*** Opening of Records shown ***
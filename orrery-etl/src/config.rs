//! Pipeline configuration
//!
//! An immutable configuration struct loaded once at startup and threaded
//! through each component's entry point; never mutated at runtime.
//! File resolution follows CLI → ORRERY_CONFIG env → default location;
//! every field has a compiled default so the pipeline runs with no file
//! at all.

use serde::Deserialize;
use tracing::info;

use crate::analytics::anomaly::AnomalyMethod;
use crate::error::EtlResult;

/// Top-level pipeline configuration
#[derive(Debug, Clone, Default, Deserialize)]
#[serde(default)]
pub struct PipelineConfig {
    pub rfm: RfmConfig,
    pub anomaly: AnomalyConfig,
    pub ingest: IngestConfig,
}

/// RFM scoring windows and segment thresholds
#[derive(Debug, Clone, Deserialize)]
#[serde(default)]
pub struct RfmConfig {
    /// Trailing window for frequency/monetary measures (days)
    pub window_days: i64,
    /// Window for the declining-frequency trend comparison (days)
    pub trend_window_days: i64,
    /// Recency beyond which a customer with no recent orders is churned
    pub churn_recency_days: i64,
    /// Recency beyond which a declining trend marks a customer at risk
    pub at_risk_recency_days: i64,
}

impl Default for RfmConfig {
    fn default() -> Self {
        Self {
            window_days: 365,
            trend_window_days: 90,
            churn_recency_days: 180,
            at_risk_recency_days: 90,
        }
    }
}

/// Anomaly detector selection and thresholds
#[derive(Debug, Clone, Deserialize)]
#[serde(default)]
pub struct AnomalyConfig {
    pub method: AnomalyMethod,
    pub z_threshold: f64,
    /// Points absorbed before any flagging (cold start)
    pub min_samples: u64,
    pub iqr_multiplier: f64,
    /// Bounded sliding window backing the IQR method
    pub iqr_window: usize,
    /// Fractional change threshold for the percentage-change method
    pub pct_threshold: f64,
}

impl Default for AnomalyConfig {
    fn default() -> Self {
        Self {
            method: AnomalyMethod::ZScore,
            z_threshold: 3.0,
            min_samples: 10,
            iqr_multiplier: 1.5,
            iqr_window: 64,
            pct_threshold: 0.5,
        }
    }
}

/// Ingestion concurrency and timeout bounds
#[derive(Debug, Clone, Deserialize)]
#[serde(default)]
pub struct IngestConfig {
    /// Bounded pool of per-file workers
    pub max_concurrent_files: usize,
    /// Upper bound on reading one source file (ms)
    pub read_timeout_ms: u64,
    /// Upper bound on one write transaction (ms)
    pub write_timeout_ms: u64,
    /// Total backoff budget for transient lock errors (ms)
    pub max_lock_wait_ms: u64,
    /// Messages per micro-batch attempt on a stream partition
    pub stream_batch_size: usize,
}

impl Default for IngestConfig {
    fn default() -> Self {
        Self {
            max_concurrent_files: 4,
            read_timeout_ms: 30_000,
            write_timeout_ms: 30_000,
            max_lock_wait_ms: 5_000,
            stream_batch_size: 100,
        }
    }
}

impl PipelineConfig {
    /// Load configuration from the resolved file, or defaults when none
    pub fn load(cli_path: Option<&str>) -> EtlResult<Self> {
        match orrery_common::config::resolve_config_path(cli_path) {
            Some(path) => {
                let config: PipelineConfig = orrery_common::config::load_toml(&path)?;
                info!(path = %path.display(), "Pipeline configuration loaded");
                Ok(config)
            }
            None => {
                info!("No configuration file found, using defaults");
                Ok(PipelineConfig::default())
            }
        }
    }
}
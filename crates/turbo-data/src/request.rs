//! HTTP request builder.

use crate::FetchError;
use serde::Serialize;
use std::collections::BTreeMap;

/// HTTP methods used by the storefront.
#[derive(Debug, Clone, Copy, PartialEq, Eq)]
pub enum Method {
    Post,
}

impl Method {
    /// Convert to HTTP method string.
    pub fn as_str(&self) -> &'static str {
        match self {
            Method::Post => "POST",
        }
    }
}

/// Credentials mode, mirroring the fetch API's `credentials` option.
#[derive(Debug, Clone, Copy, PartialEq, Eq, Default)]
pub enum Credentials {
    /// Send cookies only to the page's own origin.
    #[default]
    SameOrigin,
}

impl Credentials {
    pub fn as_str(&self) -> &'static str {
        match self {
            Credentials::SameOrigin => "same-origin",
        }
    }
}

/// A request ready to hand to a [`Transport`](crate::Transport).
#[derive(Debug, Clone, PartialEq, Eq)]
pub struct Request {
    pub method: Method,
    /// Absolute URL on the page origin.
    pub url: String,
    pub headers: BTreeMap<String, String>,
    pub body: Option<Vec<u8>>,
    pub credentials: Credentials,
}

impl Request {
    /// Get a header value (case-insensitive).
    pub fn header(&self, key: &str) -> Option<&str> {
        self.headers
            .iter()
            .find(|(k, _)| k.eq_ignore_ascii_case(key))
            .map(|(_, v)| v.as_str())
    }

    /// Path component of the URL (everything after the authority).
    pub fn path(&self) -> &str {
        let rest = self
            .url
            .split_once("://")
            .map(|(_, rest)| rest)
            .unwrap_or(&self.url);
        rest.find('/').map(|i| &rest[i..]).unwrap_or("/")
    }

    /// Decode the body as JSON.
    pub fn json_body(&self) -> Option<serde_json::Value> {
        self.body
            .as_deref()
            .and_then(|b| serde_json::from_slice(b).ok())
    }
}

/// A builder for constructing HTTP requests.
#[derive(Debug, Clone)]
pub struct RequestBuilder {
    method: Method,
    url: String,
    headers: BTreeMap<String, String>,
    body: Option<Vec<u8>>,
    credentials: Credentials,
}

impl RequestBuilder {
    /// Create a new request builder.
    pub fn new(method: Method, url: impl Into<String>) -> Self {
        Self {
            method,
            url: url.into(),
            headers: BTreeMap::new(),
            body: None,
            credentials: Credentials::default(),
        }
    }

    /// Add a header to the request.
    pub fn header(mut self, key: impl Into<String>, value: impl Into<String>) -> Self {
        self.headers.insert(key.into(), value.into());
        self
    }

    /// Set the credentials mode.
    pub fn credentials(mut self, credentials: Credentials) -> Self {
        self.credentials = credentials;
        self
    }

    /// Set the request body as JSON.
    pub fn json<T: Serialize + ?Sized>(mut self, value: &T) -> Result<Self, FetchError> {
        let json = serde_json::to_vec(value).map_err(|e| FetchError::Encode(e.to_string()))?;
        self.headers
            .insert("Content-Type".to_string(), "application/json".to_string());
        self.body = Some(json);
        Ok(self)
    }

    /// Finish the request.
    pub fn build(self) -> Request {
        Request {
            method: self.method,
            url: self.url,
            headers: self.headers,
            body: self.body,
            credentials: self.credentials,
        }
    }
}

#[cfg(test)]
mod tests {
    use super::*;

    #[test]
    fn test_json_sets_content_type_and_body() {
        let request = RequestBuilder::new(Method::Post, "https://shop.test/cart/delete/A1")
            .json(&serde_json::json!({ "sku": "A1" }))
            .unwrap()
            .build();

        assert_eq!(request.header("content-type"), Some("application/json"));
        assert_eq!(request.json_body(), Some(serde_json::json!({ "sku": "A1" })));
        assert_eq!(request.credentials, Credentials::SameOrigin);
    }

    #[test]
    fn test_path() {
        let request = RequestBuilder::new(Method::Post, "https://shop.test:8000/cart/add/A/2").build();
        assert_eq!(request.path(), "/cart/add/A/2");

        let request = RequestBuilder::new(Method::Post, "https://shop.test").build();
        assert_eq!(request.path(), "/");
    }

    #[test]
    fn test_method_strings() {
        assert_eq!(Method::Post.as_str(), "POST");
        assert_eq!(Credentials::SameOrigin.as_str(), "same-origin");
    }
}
*** Close of Records shown ***
• _What this task involves_
A complete, exact copy of the material is required.

• _Response to this exercise_
filename orrery-etl/src/config.rs
//! Pipeline configuration
//!
//! An immutable configuration struct loaded once at startup and threaded
//! through each component's entry point; never mutated at runtime.
//! File resolution follows CLI → ORRERY_CONFIG env → default location;
//! every field has a compiled default so the pipeline runs with no file
//! at all.

use serde::Deserialize;
use tracing::info;

use crate::analytics::anomaly::AnomalyMethod;
use crate::error::EtlResult;

/// Top-level pipeline configuration
#[derive(Debug, Clone, Default, Deserialize)]
#[serde(default)]
pub struct PipelineConfig {
    pub rfm: RfmConfig,
    pub anomaly: AnomalyConfig,
    pub ingest: IngestConfig,
}

/// RFM scoring windows and segment thresholds
#[derive(Debug, Clone, Deserialize)]
#[serde(default)]
pub struct RfmConfig {
    /// Trailing window for frequency/monetary measures (days)
    pub window_days: i64,
    /// Window for the declining-frequency trend comparison (days)
    pub trend_window_days: i64,
    /// Recency beyond which a customer with no recent orders is churned
    pub churn_recency_days: i64,
    /// Recency beyond which a declining trend marks a customer at risk
    pub at_risk_recency_days: i64,
}

impl Default for RfmConfig {
    fn default() -> Self {
        Self {
            window_days: 365,
            trend_window_days: 90,
            churn_recency_days: 180,
            at_risk_recency_days: 90,
        }
    }
}

/// Anomaly detector selection and thresholds
#[derive(Debug, Clone, Deserialize)]
#[serde(default)]
pub struct AnomalyConfig {
    pub method: AnomalyMethod,
    pub z_threshold: f64,
    /// Points absorbed before any flagging (cold start)
    pub min_samples: u64,
    pub iqr_multiplier: f64,
    /// Bounded sliding window backing the IQR method
    pub iqr_window: usize,
    /// Fractional change threshold for the percentage-change method
    pub pct_threshold: f64,
}

impl Default for AnomalyConfig {
    fn default() -> Self {
        Self {
            method: AnomalyMethod::ZScore,
            z_threshold: 3.0,
            min_samples: 10,
            iqr_multiplier: 1.5,
            iqr_window: 64,
            pct_threshold: 0.5,
        }
    }
}

/// Ingestion concurrency and timeout bounds
#[derive(Debug, Clone, Deserialize)]
#[serde(default)]
pub struct IngestConfig {
    /// Bounded pool of per-file workers
    pub max_concurrent_files: usize,
    /// Upper bound on reading one source file (ms)
    pub read_timeout_ms: u64,
    /// Upper bound on one write transaction (ms)
    pub write_timeout_ms: u64,
    /// Total backoff budget for transient lock errors (ms)
    pub max_lock_wait_ms: u64,
    /// Messages per micro-batch attempt on a stream partition
    pub stream_batch_size: usize,
}

impl Default for IngestConfig {
    fn default() -> Self {
        Self {
            max_concurrent_files: 4,
            read_timeout_ms: 30_000,
            write_timeout_ms: 30_000,
            max_lock_wait_ms: 5_000,
            stream_batch_size: 100,
        }
    }
}

impl PipelineConfig {
    /// Load configuration from the resolved file, or defaults when none
    pub fn load(cli_path: Option<&str>) -> EtlResult<Self> {
        match orrery_common::config::resolve_config_path(cli_path) {
            Some(path) => {
                let config: PipelineConfig = orrery_common::config::load_toml(&path)?;
                info!(path = %path.display(), "Pipeline configuration loaded");
                Ok(config)
            }
            None => {
                info!("No configuration file found, using defaults");
                Ok(PipelineConfig::default())
            }
        }
    }
}
filename crates/turbo-data/src/request.rs
//! HTTP request builder.

use crate::FetchError;
use serde::Serialize;
use std::collections::BTreeMap;

/// HTTP methods used by the storefront.
#[derive(Debug, Clone, Copy, PartialEq, Eq)]
pub enum Method {
    Post,
}

impl Method {
    /// Convert to HTTP method string.
    pub fn as_str(&self) -> &'static str {
        match self {
            Method::Post => "POST",
        }
    }
}

/// Credentials mode, mirroring the fetch API's `credentials` option.
#[derive(Debug, Clone, Copy, PartialEq, Eq, Default)]
pub enum Credentials {
    /// Send cookies only to the page's own origin.
    #[default]
    SameOrigin,
}

impl Credentials {
    pub fn as_str(&self) -> &'static str {
        match self {
            Credentials::SameOrigin => "same-origin",
        }
    }
}

/// A request ready to hand to a [`Transport`](crate::Transport).
#[derive(Debug, Clone, PartialEq, Eq)]
pub struct Request {
    pub method: Method,
    /// Absolute URL on the page origin.
    pub url: String,
    pub headers: BTreeMap<String, String>,
    pub body: Option<Vec<u8>>,
    pub credentials: Credentials,
}

impl Request {
    /// Get a header value (case-insensitive).
    pub fn header(&self, key: &str) -> Option<&str> {
        self.headers
            .iter()
            .find(|(k, _)| k.eq_ignore_ascii_case(key))
            .map(|(_, v)| v.as_str())
    }

    /// Path component of the URL (everything after the authority).
    pub fn path(&self) -> &str {
        let rest = self
            .url
            .split_once("://")
            .map(|(_, rest)| rest)
            .unwrap_or(&self.url);
        rest.find('/').map(|i| &rest[i..]).unwrap_or("/")
    }

    /// Decode the body as JSON.
    pub fn json_body(&self) -> Option<serde_json::Value> {
        self.body
            .as_deref()
            .and_then(|b| serde_json::from_slice(b).ok())
    }
}

/// A builder for constructing HTTP requests.
#[derive(Debug, Clone)]
pub struct RequestBuilder {
    method: Method,
    url: String,
    headers: BTreeMap<String, String>,
    body: Option<Vec<u8>>,
    credentials: Credentials,
}

impl RequestBuilder {
    /// Create a new request builder.
    pub fn new(method: Method, url: impl Into<String>) -> Self {
        Self {
            method,
            url: url.into(),
            headers: BTreeMap::new(),
            body: None,
            credentials: Credentials::default(),
        }
    }

    /// Add a header to the request.
    pub fn header(mut self, key: impl Into<String>, value: impl Into<String>) -> Self {
        self.headers.insert(key.into(), value.into());
        self
    }

    /// Set the credentials mode.
    pub fn credentials(mut self, credentials: Credentials) -> Self {
        self.credentials = credentials;
        self
    }

    /// Set the request body as JSON.
    pub fn json<T: Serialize + ?Sized>(mut self, value: &T) -> Result<Self, FetchError> {
        let json = serde_json::to_vec(value).map_err(|e| FetchError::Encode(e.to_string()))?;
        self.headers
            .insert("Content-Type".to_string(), "application/json".to_string());
        self.body = Some(json);
        Ok(self)
    }

    /// Finish the request.
    pub fn build(self) -> Request {
        Request {
            method: self.method,
            url: self.url,
            headers: self.headers,
            body: self.body,
            credentials: self.credentials,
        }
    }
}

#[cfg(test)]
mod tests {
    use super::*;

    #[test]
    fn test_json_sets_content_type_and_body() {
        let request = RequestBuilder::new(Method::Post, "https://shop.test/cart/delete/A1")
            .json(&serde_json::json!({ "sku": "A1" }))
            .unwrap()
            .build();

        assert_eq!(request.header("content-type"), Some("application/json"));
        assert_eq!(request.json_body(), Some(serde_json::json!({ "sku": "A1" })));
        assert_eq!(request.credentials, Credentials::SameOrigin);
    }

    #[test]
    fn test_path() {
        let request = RequestBuilder::new(Method::Post, "https://shop.test:8000/cart/add/A/2").build();
        assert_eq!(request.path(), "/cart/add/A/2");

        let request = RequestBuilder::new(Method::Post, "https://shop.test").build();
        assert_eq!(request.path(), "/");
    }

    #[test]
    fn test_method_strings() {
        assert_eq!(Method::Post.as_str(), "POST");
        assert_eq!(Credentials::SameOrigin.as_str(), "same-origin");
    }
}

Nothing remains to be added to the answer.